§ **TASK OBJECTIVE**: In exact form, please repeat the records from their opening line down to the line with "use gridex_protocol::defaults;", including that line.

§ **GIVEN ENTRIES**:
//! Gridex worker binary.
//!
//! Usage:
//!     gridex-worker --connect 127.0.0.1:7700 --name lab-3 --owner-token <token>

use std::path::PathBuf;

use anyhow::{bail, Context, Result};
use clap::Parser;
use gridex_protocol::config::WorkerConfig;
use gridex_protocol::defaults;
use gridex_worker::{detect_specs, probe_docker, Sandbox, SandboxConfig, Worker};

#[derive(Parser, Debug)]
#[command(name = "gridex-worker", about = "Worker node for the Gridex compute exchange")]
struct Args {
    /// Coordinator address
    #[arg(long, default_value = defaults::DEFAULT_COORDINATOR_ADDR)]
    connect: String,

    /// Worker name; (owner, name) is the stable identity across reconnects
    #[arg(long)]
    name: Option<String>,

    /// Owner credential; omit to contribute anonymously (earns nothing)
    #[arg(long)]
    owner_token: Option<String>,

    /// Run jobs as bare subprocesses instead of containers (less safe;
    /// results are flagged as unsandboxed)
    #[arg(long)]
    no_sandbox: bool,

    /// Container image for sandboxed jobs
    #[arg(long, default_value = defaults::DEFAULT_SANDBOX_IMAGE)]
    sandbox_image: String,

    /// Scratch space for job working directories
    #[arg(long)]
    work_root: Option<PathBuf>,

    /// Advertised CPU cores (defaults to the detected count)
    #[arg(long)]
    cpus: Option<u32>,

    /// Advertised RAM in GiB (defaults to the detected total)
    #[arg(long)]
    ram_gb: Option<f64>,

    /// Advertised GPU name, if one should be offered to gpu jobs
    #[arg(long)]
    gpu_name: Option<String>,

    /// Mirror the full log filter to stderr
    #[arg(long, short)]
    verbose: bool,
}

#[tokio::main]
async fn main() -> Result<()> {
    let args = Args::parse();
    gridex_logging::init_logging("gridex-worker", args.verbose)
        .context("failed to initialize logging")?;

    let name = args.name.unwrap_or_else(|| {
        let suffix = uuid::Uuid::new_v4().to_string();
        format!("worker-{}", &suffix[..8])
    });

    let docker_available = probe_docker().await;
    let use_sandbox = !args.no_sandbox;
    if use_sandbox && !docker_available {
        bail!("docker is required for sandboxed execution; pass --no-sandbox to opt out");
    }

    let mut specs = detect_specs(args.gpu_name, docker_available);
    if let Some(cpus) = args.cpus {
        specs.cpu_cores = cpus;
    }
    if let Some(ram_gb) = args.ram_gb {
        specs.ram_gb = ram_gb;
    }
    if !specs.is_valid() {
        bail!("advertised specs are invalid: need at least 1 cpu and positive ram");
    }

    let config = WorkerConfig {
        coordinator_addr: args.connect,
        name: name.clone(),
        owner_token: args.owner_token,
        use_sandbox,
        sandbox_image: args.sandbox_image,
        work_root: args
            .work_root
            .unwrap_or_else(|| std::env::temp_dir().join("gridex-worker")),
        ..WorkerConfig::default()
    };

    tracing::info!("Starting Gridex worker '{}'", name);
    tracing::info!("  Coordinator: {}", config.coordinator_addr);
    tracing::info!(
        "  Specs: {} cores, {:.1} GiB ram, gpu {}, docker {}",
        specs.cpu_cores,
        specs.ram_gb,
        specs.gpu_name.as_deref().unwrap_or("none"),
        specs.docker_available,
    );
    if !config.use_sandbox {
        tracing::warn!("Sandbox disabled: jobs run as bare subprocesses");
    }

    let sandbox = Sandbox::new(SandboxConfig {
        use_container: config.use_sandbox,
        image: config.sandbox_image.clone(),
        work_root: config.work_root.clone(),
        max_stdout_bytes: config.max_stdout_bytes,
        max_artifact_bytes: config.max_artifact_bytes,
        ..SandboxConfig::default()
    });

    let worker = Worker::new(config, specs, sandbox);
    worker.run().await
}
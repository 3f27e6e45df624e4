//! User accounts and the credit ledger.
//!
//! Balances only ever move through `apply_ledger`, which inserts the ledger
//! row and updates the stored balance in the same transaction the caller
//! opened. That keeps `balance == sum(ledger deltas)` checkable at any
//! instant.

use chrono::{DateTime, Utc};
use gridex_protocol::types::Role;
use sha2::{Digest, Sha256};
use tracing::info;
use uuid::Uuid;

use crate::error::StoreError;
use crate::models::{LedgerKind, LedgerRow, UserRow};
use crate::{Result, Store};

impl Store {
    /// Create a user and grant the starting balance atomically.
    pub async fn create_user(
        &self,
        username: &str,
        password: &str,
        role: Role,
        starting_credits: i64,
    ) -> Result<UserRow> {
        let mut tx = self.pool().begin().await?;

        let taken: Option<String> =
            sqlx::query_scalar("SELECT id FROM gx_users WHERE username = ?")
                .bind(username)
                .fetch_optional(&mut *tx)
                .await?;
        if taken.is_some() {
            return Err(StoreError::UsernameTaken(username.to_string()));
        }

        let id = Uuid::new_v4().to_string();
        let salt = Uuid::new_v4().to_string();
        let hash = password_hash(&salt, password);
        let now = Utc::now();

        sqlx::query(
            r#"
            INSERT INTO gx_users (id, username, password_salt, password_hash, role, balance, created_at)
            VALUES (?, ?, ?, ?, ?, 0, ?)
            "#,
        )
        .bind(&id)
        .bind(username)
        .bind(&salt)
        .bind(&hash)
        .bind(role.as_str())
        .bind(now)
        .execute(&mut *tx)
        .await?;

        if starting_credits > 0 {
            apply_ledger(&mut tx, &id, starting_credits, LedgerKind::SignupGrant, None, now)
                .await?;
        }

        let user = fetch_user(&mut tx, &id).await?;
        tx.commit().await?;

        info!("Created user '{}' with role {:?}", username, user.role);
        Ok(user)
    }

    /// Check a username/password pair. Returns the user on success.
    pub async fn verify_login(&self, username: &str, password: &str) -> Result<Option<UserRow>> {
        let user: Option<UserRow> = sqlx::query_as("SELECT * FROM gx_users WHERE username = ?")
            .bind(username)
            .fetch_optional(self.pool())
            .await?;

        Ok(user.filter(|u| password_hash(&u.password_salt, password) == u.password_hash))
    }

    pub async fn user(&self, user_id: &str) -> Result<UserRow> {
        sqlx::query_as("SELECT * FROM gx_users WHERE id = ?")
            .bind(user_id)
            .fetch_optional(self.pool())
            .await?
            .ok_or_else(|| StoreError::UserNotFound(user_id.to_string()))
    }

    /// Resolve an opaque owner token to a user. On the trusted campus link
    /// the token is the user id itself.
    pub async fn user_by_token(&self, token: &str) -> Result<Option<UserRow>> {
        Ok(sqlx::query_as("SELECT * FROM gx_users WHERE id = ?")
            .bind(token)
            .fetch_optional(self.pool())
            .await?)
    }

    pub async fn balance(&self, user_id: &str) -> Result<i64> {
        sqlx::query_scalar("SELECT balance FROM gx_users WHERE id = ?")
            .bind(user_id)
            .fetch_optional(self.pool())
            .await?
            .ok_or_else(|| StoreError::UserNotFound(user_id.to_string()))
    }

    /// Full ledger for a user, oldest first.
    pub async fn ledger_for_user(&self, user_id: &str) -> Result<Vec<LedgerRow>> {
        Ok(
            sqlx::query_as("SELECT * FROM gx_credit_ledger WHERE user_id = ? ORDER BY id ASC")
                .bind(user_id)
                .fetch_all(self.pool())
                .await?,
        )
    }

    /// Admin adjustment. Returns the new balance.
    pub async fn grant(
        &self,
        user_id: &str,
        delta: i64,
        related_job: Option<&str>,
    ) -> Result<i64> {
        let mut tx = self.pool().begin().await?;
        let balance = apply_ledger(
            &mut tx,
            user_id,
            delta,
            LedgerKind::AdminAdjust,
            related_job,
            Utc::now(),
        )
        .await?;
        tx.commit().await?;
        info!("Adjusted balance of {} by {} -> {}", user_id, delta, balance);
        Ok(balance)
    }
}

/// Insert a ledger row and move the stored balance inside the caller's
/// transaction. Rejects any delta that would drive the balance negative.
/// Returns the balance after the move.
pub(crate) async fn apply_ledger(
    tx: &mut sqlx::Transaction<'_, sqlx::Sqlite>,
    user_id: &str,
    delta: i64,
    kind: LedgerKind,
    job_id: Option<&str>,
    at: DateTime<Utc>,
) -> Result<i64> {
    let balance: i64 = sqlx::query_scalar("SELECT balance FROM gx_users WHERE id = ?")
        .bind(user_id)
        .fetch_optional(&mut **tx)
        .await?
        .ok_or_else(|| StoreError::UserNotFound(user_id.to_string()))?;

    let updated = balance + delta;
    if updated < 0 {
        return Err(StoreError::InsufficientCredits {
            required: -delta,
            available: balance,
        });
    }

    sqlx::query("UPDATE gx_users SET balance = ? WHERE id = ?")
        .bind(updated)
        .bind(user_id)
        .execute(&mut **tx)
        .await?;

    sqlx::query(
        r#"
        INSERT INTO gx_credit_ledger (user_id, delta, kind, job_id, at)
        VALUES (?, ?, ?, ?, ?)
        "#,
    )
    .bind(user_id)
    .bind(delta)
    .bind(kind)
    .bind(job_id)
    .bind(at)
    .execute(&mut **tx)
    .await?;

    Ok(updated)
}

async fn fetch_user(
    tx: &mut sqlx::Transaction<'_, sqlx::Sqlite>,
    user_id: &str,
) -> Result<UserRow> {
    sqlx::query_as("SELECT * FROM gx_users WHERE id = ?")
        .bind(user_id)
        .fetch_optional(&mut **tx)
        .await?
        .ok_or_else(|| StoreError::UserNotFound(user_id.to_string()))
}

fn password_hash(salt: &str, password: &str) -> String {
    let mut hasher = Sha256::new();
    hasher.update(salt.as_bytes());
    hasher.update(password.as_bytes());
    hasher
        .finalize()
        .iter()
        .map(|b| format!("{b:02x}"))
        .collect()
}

§ **RESPONSE AREA**:
//! Gridex worker binary.
//!
//! Usage:
//!     gridex-worker --connect 127.0.0.1:7700 --name lab-3 --owner-token <token>

use std::path::PathBuf;

use anyhow::{bail, Context, Result};
use clap::Parser;
use gridex_protocol::config::WorkerConfig;
use gridex_protocol::defaults;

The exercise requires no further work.